People with government-issued concession cards on Tuesday flocked to Woolworths supermarkets for the dedicated shopping hour which runs nationally from 7am to 8am on weekdays, before opening to everyone else.
But not everyone was happy. At Woolworths Marrickville in Sydney’s west shoppers were complaining that some stock wasn’t available.
Woolworths fresh food director Paul Harker said the initiative had proved very popular on Tuesday morning but agreed there were still shortages of toilet paper and pasta.
“Our supply chains are working 24/7 to make sure they get product to our stores,” he said.
More broadly, Mr Harker said there was no shortage of goods in Australia.
“It is a logistics exercise of moving the product to get it back into stores with the pace and demand we’re seeing,” he added.
Staff at @woolworths opening doors exclusively to the elderly and disabled for a dedicated shopping hour this morning. Eligibility checked upon entry.@9NewsSyd #COVID19au #coronavirusaus pic.twitter.com/6DPwdTX8E0
— Grace Fitzgibbon (@gracefitz_9) March 16, 2020
The Woolworths shopping hour program will be reviewed later this week to see if it can be improved.
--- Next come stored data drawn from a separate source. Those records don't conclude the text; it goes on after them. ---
//! Project root discovery.
//!
//! A LaTeX project rarely has a manifest, so the root is the nearest ancestor
//! directory holding a file with the marker extension (a `.bib` by default).

use std::collections::HashMap;
use std::path::{Path, PathBuf};

/// Resolves and memoizes scan roots for one marker extension.
#[derive(Debug, Clone)]
pub struct RootLocator {
    marker_extension: String,
    /// Requesting file -> resolved root (or the requesting file itself when unresolved)
    resolved: HashMap<PathBuf, PathBuf>,
}

impl RootLocator {
    pub fn new(marker_extension: impl Into<String>) -> Self {
        Self {
            marker_extension: marker_extension.into(),
            resolved: HashMap::new(),
        }
    }

    pub fn marker_extension(&self) -> &str {
        &self.marker_extension
    }

    /// Root for `requester`, resolving it on first use.
    ///
    /// When no ancestor holds a marker file the requester's own path is
    /// returned. Walking that path yields nothing, so the extractor degrades to
    /// an empty candidate list instead of failing.
    pub fn root_for(&mut self, requester: &Path) -> &Path {
        let marker = self.marker_extension.clone();
        self.resolved
            .entry(requester.to_path_buf())
            .or_insert_with(|| match resolve(requester, &marker) {
                Some(root) => {
                    tracing::info!("Main directory successfully found at {:?}", root);
                    root
                }
                None => {
                    tracing::warn!(
                        "Unable to find a *.{} file above {:?}, falling back to the file itself",
                        marker,
                        requester
                    );
                    requester.to_path_buf()
                }
            })
    }

    /// Previously resolved root, without resolving.
    pub fn cached(&self, requester: &Path) -> Option<&Path> {
        self.resolved.get(requester).map(PathBuf::as_path)
    }

    /// Forget every memoized root.
    pub fn reset(&mut self) {
        self.resolved.clear();
    }
}

/// Ascend from the directory of `start_file` until a directory directly
/// contains a file ending in `.<marker_extension>`.
///
/// Returns `None` once the filesystem root (or an empty parent) is reached
/// without a match.
pub fn resolve(start_file: &Path, marker_extension: &str) -> Option<PathBuf> {
    let mut path = start_file.parent()?.to_path_buf();
    loop {
        if contains_marker(&path, marker_extension) {
            return Some(path);
        }
        match path.parent() {
            Some(parent) if parent != path && !parent.as_os_str().is_empty() => {
                path = parent.to_path_buf();
            }
            _ => return None,
        }
    }
}

fn contains_marker(dir: &Path, marker_extension: &str) -> bool {
    let entries = match std::fs::read_dir(dir) {
        Ok(entries) => entries,
        Err(e) => {
            tracing::debug!("Cannot list {:?}: {}", dir, e);
            return false;
        }
    };
    entries
        .filter_map(|entry| entry.ok())
        .any(|entry| has_extension(&entry.path(), marker_extension))
}

/// Whether `path` ends with `.<extension>`.
pub fn has_extension(path: &Path, extension: &str) -> bool {
    path.extension().and_then(|e| e.to_str()) == Some(extension)
}

#[cfg(test)]
mod tests {
    use super::*;
    use std::fs;
    use tempfile::TempDir;

    #[test]
    fn test_resolve_finds_marker_in_same_directory() {
        let temp = TempDir::new().unwrap();
        fs::write(temp.path().join("refs.bib"), "").unwrap();
        let file = temp.path().join("main.tex");
        fs::write(&file, "").unwrap();

        assert_eq!(resolve(&file, "bib"), Some(temp.path().to_path_buf()));
    }

    #[test]
    fn test_resolve_ascends_to_parent() {
        let temp = TempDir::new().unwrap();
        fs::write(temp.path().join("refs.bib"), "").unwrap();
        let chapter_dir = temp.path().join("chapters").join("part1");
        fs::create_dir_all(&chapter_dir).unwrap();
        let file = chapter_dir.join("intro.tex");
        fs::write(&file, "").unwrap();

        assert_eq!(resolve(&file, "bib"), Some(temp.path().to_path_buf()));
    }

    #[test]
    fn test_resolve_stops_at_nearest_marker() {
        let temp = TempDir::new().unwrap();
        fs::write(temp.path().join("outer.bib"), "").unwrap();
        let inner = temp.path().join("inner");
        fs::create_dir_all(&inner).unwrap();
        fs::write(inner.join("inner.bib"), "").unwrap();
        let file = inner.join("main.tex");

        assert_eq!(resolve(&file, "bib"), Some(inner));
    }

    #[test]
    fn test_resolve_terminates_without_marker() {
        let temp = TempDir::new().unwrap();
        let file = temp.path().join("a").join("b").join("main.tex");
        fs::create_dir_all(file.parent().unwrap()).unwrap();

        // An extension nobody uses so the ascent runs all the way to `/`
        assert_eq!(resolve(&file, "texref-no-such-marker"), None);
    }

    #[test]
    fn test_resolve_relative_path_without_parent() {
        assert_eq!(resolve(Path::new("main.tex"), "texref-no-such-marker"), None);
    }

    #[test]
    fn test_root_for_falls_back_to_requester() {
        let temp = TempDir::new().unwrap();
        let file = temp.path().join("main.tex");
        let mut locator = RootLocator::new("texref-no-such-marker");

        assert_eq!(locator.root_for(&file), file.as_path());
    }

    #[test]
    fn test_root_for_is_memoized_until_reset() {
        let temp = TempDir::new().unwrap();
        let file = temp.path().join("main.tex");
        let mut locator = RootLocator::new("bib");

        // No marker yet: falls back to the file
        assert_eq!(locator.root_for(&file), file.as_path());

        // Adding a marker does not change the memoized answer
        fs::write(temp.path().join("refs.bib"), "").unwrap();
        assert_eq!(locator.root_for(&file), file.as_path());
        assert_eq!(locator.cached(&file), Some(file.as_path()));

        locator.reset();
        assert!(locator.cached(&file).is_none());
        assert_eq!(locator.root_for(&file), temp.path());
    }

    #[test]
    fn test_has_extension() {
        assert!(has_extension(Path::new("refs.bib"), "bib"));
        assert!(!has_extension(Path::new("refs.bib.bak"), "bib"));
        assert!(!has_extension(Path::new("bib"), "bib"));
    }
}
//! BibTeX citation keys.
//!
//! Keys come from one of two places:
//! - a [`RecordSource`] that understands record fields, which lets candidates
//!   carry a `title (author)` annotation;
//! - a line regex (`@type{key,`) used when no record source is configured.
//!
//! Records of type `string`, `preamble` and `comment` are never citable.

mod reader;

pub use reader::BracedFieldReader;

use regex::Regex;
use std::path::Path;
use std::sync::LazyLock;

use crate::classify::CITATION_TRIGGER;
use crate::extract::{ExtractorKind, Match, ScanStrategy};
use crate::{Candidate, TexrefError};

static ENTRY_PATTERN: LazyLock<Regex> = LazyLock::new(|| {
    Regex::new(r"^@([A-Za-z]+)\s*\{\s*([^,\s{}]+)\s*,").expect("valid bib entry pattern")
});

/// Record types that never produce a citation key.
pub const NON_CITABLE_TYPES: &[&str] = &["string", "preamble", "comment"];

pub const ELLIPSIS: &str = "...";

/// One bibliography record as produced by a [`RecordSource`].
#[derive(Debug, Clone, Default, PartialEq, Eq)]
pub struct BibRecord {
    /// Record type without the `@`: "article", "book", "string"
    pub entry_type: String,
    /// Citation key
    pub key: String,
    pub title: Option<String>,
    /// Authors in file order, as written ("Knuth, Donald E.")
    pub authors: Vec<String>,
    /// 1-indexed line of the key
    pub line: u32,
    /// 0-indexed byte column of the key
    pub column: u32,
}

/// A record that could not be read. The rest of the file is still used.
#[derive(Debug, Clone, PartialEq, Eq)]
pub struct RecordError {
    pub line: u32,
    pub reason: String,
}

impl From<RecordError> for TexrefError {
    fn from(err: RecordError) -> Self {
        TexrefError::MalformedRecord {
            line: err.line,
            reason: err.reason,
        }
    }
}

/// Structured reader for bibliography files.
pub trait RecordSource: Send + Sync + std::fmt::Debug {
    /// Records of `content` in file order; malformed records are reported
    /// individually instead of failing the whole file.
    fn read_records(&self, path: &Path, content: &str) -> Vec<Result<BibRecord, RecordError>>;
}

/// Strategy for `.bib` files.
#[derive(Debug)]
pub struct BibStrategy {
    extension: String,
    source: Option<Box<dyn RecordSource>>,
    title_max_len: usize,
}

impl BibStrategy {
    /// Regex-only extraction; candidates carry no annotation.
    pub fn new(extension: &str) -> Self {
        Self {
            extension: extension.to_string(),
            source: None,
            title_max_len: 30,
        }
    }

    pub fn with_source(mut self, source: Box<dyn RecordSource>) -> Self {
        self.source = Some(source);
        self
    }

    pub fn with_title_max_len(mut self, title_max_len: usize) -> Self {
        self.title_max_len = title_max_len;
        self
    }

    fn scan_records(&self, source: &dyn RecordSource, path: &Path, content: &str) -> Vec<Match> {
        let mut matches = Vec::new();
        for record in source.read_records(path, content) {
            match record {
                Ok(record) => {
                    let annotation = annotation(&record, self.title_max_len);
                    let mut m = Match::new(record.key, record.line, record.column);
                    m.tag = Some(record.entry_type);
                    m.annotation = annotation;
                    matches.push(m);
                }
                Err(err) => {
                    tracing::debug!("Skipping record in {:?}: {}", path, TexrefError::from(err));
                }
            }
        }
        matches
    }
}

impl ScanStrategy for BibStrategy {
    fn kind(&self) -> ExtractorKind {
        ExtractorKind::BibEntry
    }

    fn extension(&self) -> &str {
        &self.extension
    }

    fn trigger(&self) -> &Regex {
        &CITATION_TRIGGER
    }

    fn scan(&self, path: &Path, content: &str) -> Vec<Match> {
        match &self.source {
            Some(source) => self.scan_records(source.as_ref(), path, content),
            None => scan_entry_lines(content),
        }
    }

    fn excludes(&self, m: &Match) -> bool {
        m.tag.as_deref().is_some_and(|tag| {
            NON_CITABLE_TYPES
                .iter()
                .any(|t| tag.eq_ignore_ascii_case(t))
        })
    }

    fn decorate(&self, m: &Match) -> Candidate {
        Candidate::new(m.identifier.clone())
            .with_kind(Some(ExtractorKind::BibEntry.label().to_string()))
            .with_annotation(m.annotation.clone())
    }
}

/// Regex fallback: every line starting with `@type{key,`.
fn scan_entry_lines(content: &str) -> Vec<Match> {
    let mut matches = Vec::new();
    for (idx, line) in content.lines().enumerate() {
        if let Some(caps) = ENTRY_PATTERN.captures(line) {
            if let (Some(entry_type), Some(key)) = (caps.get(1), caps.get(2)) {
                let mut m = Match::new(key.as_str(), idx as u32 + 1, key.start() as u32);
                m.tag = Some(entry_type.as_str().to_string());
                matches.push(m);
            }
        }
    }
    matches
}

/// `"<title> (<author>)"`, dropping whichever part is empty.
pub fn annotation(record: &BibRecord, title_max_len: usize) -> Option<String> {
    let title = smart_truncate(record.title.as_deref().unwrap_or(""), title_max_len);
    let author = collapse_authors(&record.authors);
    match (title.is_empty(), author.is_empty()) {
        (true, true) => None,
        (false, true) => Some(title),
        (true, false) => Some(format!("({})", author)),
        (false, false) => Some(format!("{} ({})", title, author)),
    }
}

/// Cut `content` to at most `length` characters at a word boundary and
/// append [`ELLIPSIS`]. A single overlong word is cut mid-word.
pub fn smart_truncate(content: &str, length: usize) -> String {
    if content.chars().count() <= length {
        return content.to_string();
    }
    let keep = (length + 1).saturating_sub(ELLIPSIS.len());
    let head: String = content.chars().take(keep).collect();
    let words: Vec<&str> = head.split(' ').collect();
    let cut = words[..words.len() - 1].join(" ");
    if cut.trim().is_empty() {
        let hard: String = content
            .chars()
            .take(length.saturating_sub(ELLIPSIS.len()))
            .collect();
        return format!("{}{}", hard, ELLIPSIS);
    }
    format!("{}{}", cut, ELLIPSIS)
}

/// One author verbatim, several as "<first> et al.". Commas inside names
/// ("Knuth, Donald") become spaces.
pub fn collapse_authors(authors: &[String]) -> String {
    let first = match authors.first() {
        Some(first) => first.replace(", ", " ").replace(',', " "),
        None => return String::new(),
    };
    if authors.len() == 1 {
        first
    } else {
        format!("{} et al.", first)
    }
}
Panic buying in recent weeks sparked by the spread of COVID-19 in Australia has seen supermarkets stripped of toilet paper, pasta, rice, frozen food as well as tinned and other dried goods.
The issue has caused stress and frustration amongst elderly shoppers, many of whom find it difficult to make frequent visits to supermarkets for essential goods. In many cases, particularly for toilet paper, the shelves are often stripped bare.
The Coles shopping hour will start on Wednesday, when its stores also open at 7am for customers holding a government-issued Pensioner Concession Card, Commonwealth Seniors Health Card, Companion Card and Health Care Card.
Coles is also seeking more than 5000 casual workers to help restock its supermarkets faster under a fast-tracked induction process and will hire more Coles Online delivery van drivers.
It also plans to dedicate grocery deliveries to people who are isolated and vulnerable. This means deliveries for other customers will be temporarily suspended, as will the Click&Collect service.
“We believe all Australians deserve the right to access their share of grocery items, particularly the elderly and the vulnerable,” Coles CEO Steven Cain said.
Meanwhile, the smaller national supermarket chain IGA is considering whether to roll out a similar pensioners-and-seniors-only shopping hour across its 1300 Australian stores.
The idea is being trialled at an IGA in Melbourne’s Altona, with a shopping hour between 6am to 7am, which could be extended across its network if successful.
IGA Chief Executive Fred Harrison said on Monday a final decision would be made by Wednesday.